Conference for the Society for Ambulatory Assessment Highlights

Society for Ambulatory Assessment Conference

Tim Steenbergh recently attended the Conference for the Society for Ambulatory Assessment at Penn State University. Here are his highlights from this exciting event.

Every other year, a group of experts on mobile assessment and intervention get together to talk about the latest developments in the field at the Conference for the Society for Ambulatory Assessment. I had high hopes going into the conference, and I wasn’t disappointed.

 

A couple of highlights from the conference included:

  1. Mobile Seizure Detection

MIT professor Rosalind Picard gave an exciting talk about her lab’s cutting-edge work on the use of mobile sensing to detect seizure activity.
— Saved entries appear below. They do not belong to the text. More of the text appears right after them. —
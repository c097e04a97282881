//! Runtime configuration of the kernel strategy table

use crate::simd::SimdLevel;

/// Environment variable capping the widest SIMD level used by
/// [`Dispatch::global`](crate::simd::dispatch::Dispatch::global).
///
/// Accepted values: `scalar`, `sse2`, `neon`, `avx2`, `avx512`.
pub const SIMD_ENV: &str = "NNKERN_SIMD";

/// Configuration for building a strategy table
#[derive(Copy, Clone, Debug, Default, PartialEq, Eq)]
pub struct KernelConfig {
    /// Widest level allowed; `None` uses everything the CPU supports.
    ///
    /// The cap compares vector widths, so `Sse2` also caps NEON machines
    /// at four lanes.
    pub max_level: Option<SimdLevel>,
}

impl KernelConfig {
    /// Configuration using every detected level
    pub const fn new() -> Self {
        Self { max_level: None }
    }

    /// Cap the widest level used
    pub const fn with_max_level(mut self, level: SimdLevel) -> Self {
        self.max_level = Some(level);
        self
    }

    /// Read the configuration from [`SIMD_ENV`].
    ///
    /// Unknown values are logged and ignored.
    pub fn from_env() -> Self {
        match std::env::var(SIMD_ENV) {
            Ok(value) => Self::from_env_value(&value),
            Err(_) => Self::new(),
        }
    }

    fn from_env_value(value: &str) -> Self {
        match value.parse::<SimdLevel>() {
            Ok(level) => {
                log::debug!("{SIMD_ENV}={value}: capping kernels at {level}");
                Self::new().with_max_level(level)
            }
            Err(err) => {
                log::warn!("ignoring {SIMD_ENV}={value}: {err}");
                Self::new()
            }
        }
    }
}
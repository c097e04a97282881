//! # nnkern
//!
//! **Layout-aware, width-adaptive forward kernels for neural-network inference.**
//!
//! nnkern computes the elementwise and reduction primitives of an inference
//! forward pass over dense `f32` buffers: bias add, eltwise combine, fused
//! activation blocks, cross-channel LRN, max pooling, PReLU, clamping,
//! channel scale, softmax and inner product.
//!
//! ## Why nnkern?
//!
//! - **One kernel, every width**: kernels are written once against the
//!   [`Lanes`](simd::lanes::Lanes) trait and instantiated for SSE2, AVX2+FMA,
//!   AVX-512F and NEON
//! - **Layout aware**: NCHW, NHWC and NCHWxc packed tensors, each traversed in
//!   the order with the longest contiguous rows
//! - **Safe tails**: lengths that are not a multiple of the vector width end
//!   in a masked chunk that never touches memory past the buffer
//! - **Scalar oracle**: every operation has a plain-loop reference selected
//!   with [`Dispatch::scalar`]
//!
//! ## Quick Start
//!
//! ```rust
//! use nnkern::prelude::*;
//!
//! let mut dst = [1.0f32, 2.0, 3.0, 4.0, 5.0, 6.0];
//! ops::add_bias(&[10.0, 100.0], 2, 3, &mut dst, TensorFormat::ChannelMajor)?;
//! assert_eq!(dst, [11.0, 12.0, 13.0, 104.0, 105.0, 106.0]);
//! # Ok::<(), nnkern::Error>(())
//! ```
//!
//! ## API layers
//!
//! - [`ops`]: safe slice functions that validate lengths and return [`Result`]
//! - [`raw`]: `unsafe` pointer functions, each with a `*_with` twin taking an
//!   explicit [`Dispatch`]
//!
//! ## Feature Flags
//!
//! - `avx512` (default): AVX-512F kernels on x86-64
//!
//! ## Environment
//!
//! `NNKERN_SIMD` (`scalar`, `sse2`, `neon`, `avx2`, `avx512`) caps the widest
//! level used by the global strategy table.

#![warn(missing_docs)]
#![warn(clippy::all)]

pub mod config;
pub mod error;
pub mod kernels;
pub mod layout;
pub mod ops;
pub mod simd;

#[cfg(test)]
mod test_util;

pub use config::{KernelConfig, SIMD_ENV};
pub use error::{Error, Result};
pub use kernels::{EltwiseOp, PoolShape};
pub use layout::{TensorFormat, Traversal};
pub use simd::dispatch::Dispatch;
pub use simd::{SimdLevel, available_levels, detect_simd};

/// Raw pointer kernels
///
/// See [`kernels`] for the shared safety contract.
pub mod raw {
    pub use crate::kernels::*;
}

/// Prelude module for convenient imports
pub mod prelude {
    pub use crate::config::KernelConfig;
    pub use crate::error::{Error, Result};
    pub use crate::kernels::{EltwiseOp, PoolShape};
    pub use crate::layout::TensorFormat;
    pub use crate::ops;
    pub use crate::simd::SimdLevel;
    pub use crate::simd::dispatch::Dispatch;
}
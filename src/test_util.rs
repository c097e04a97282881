//! Helpers shared by the kernel unit tests

use rand::rngs::StdRng;
use rand::{Rng, SeedableRng};

use crate::simd::dispatch::Dispatch;

/// Sizes covering empty input, every remainder below 16 and a few
/// multiples of the widest vector plus remainders
pub fn boundary_sizes() -> Vec<usize> {
    let mut sizes: Vec<usize> = (0..=17).collect();
    sizes.extend([31, 32, 33, 47, 63, 64, 65, 79, 100]);
    sizes
}

pub fn random_vec(len: usize, seed: u64) -> Vec<f32> {
    let mut rng = StdRng::seed_from_u64(seed);
    (0..len).map(|_| rng.random_range(-2.0f32..2.0)).collect()
}

pub fn random_positive(len: usize, seed: u64) -> Vec<f32> {
    let mut rng = StdRng::seed_from_u64(seed);
    (0..len).map(|_| rng.random_range(0.1f32..2.0)).collect()
}

/// Element-wise `|a - b| <= atol + rtol * |b|`
pub fn assert_allclose(actual: &[f32], expected: &[f32], rtol: f32, atol: f32, msg: &str) {
    assert_eq!(actual.len(), expected.len(), "{msg}: length mismatch");
    for (i, (&a, &e)) in actual.iter().zip(expected).enumerate() {
        let diff = (a - e).abs();
        let tol = atol + rtol * e.abs();
        assert!(
            diff <= tol,
            "{msg}: element {i} differs: {a} vs {e} (diff={diff}, tol={tol})"
        );
    }
}

/// Every single-level table followed by the scalar reference, paired with
/// a readable name
pub fn tables() -> Vec<(String, Dispatch)> {
    Dispatch::each_level()
        .into_iter()
        .map(|d| (d.widest().to_string(), d))
        .collect()
}

/// A float buffer whose view starts `shift` floats past a 64-byte boundary
pub struct Shifted {
    data: Vec<f32>,
    start: usize,
    len: usize,
}

impl Shifted {
    pub fn new(values: &[f32], shift: usize) -> Self {
        let mut data = vec![0.0f32; values.len() + 16 + shift];
        let misalign = (data.as_ptr() as usize % 64) / 4;
        let start = (16 - misalign) % 16 + shift;
        data[start..start + values.len()].copy_from_slice(values);
        Self {
            data,
            start,
            len: values.len(),
        }
    }

    pub fn as_slice(&self) -> &[f32] {
        &self.data[self.start..self.start + self.len]
    }

    pub fn as_mut_slice(&mut self) -> &mut [f32] {
        &mut self.data[self.start..self.start + self.len]
    }

    pub fn as_ptr(&self) -> *const f32 {
        self.as_slice().as_ptr()
    }

    pub fn as_mut_ptr(&mut self) -> *mut f32 {
        self.as_mut_slice().as_mut_ptr()
    }
}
While there were many highlights from her talk, one of them involved the possibilities of detecting seizure activity and preventing sudden death among those who suffer from seizure disorders. Although seizures are relatively rare, according to Dr. Picard, more people die from them than from ordinary house fires. So the mobile alarms that Picard’s team is developing hold great promise.

 

  1. Integrating Behavioral Intervention Technologies Into Daily Life

Another exciting presentation, given by David Mohr of Northwestern University, focused on behavioral intervention technologies and the various ways these can be integrated into daily life by using passive sensing.

One of the most surprising findings he discussed involved the ability to predict depression scores based on phone usage and GPS data. These data were found to be a significant predictor of depression scores on the PHQ-9. According to Mohr, the mobile data appeared to explain about 25% of the variability in participants’ depression scores.

To my knowledge, this is the first behavioral indicator of depression. And this is exciting it was detected passively using mobile sensing technology.

 

  1. Open Source Software for Researchers

While there were many other exciting developments I could share, one that is particularly relevant to EMA researchers involves open source software that researchers are providing for those who are developing EMA systems. However, for most researchers, the code that’s provided still doesn’t do much good. It’s difficult to maneuver, especially since they are more interested in designing and conducting research studies, rather than trying to create software. (A system that allows somebody to create EMA protocols without needing to write code for their project, like LifeData’s, hopefully, can help remedy this problem.)

 

I walked away from the conference encouraged to see the way the field is expanding and the high quality work my colleagues are doing. I was also excited to meet researchers who are just beginning to use EMA. At LifeData, we hope to support veterans and novices alike, as they seek to understand people in the everyday moments of life.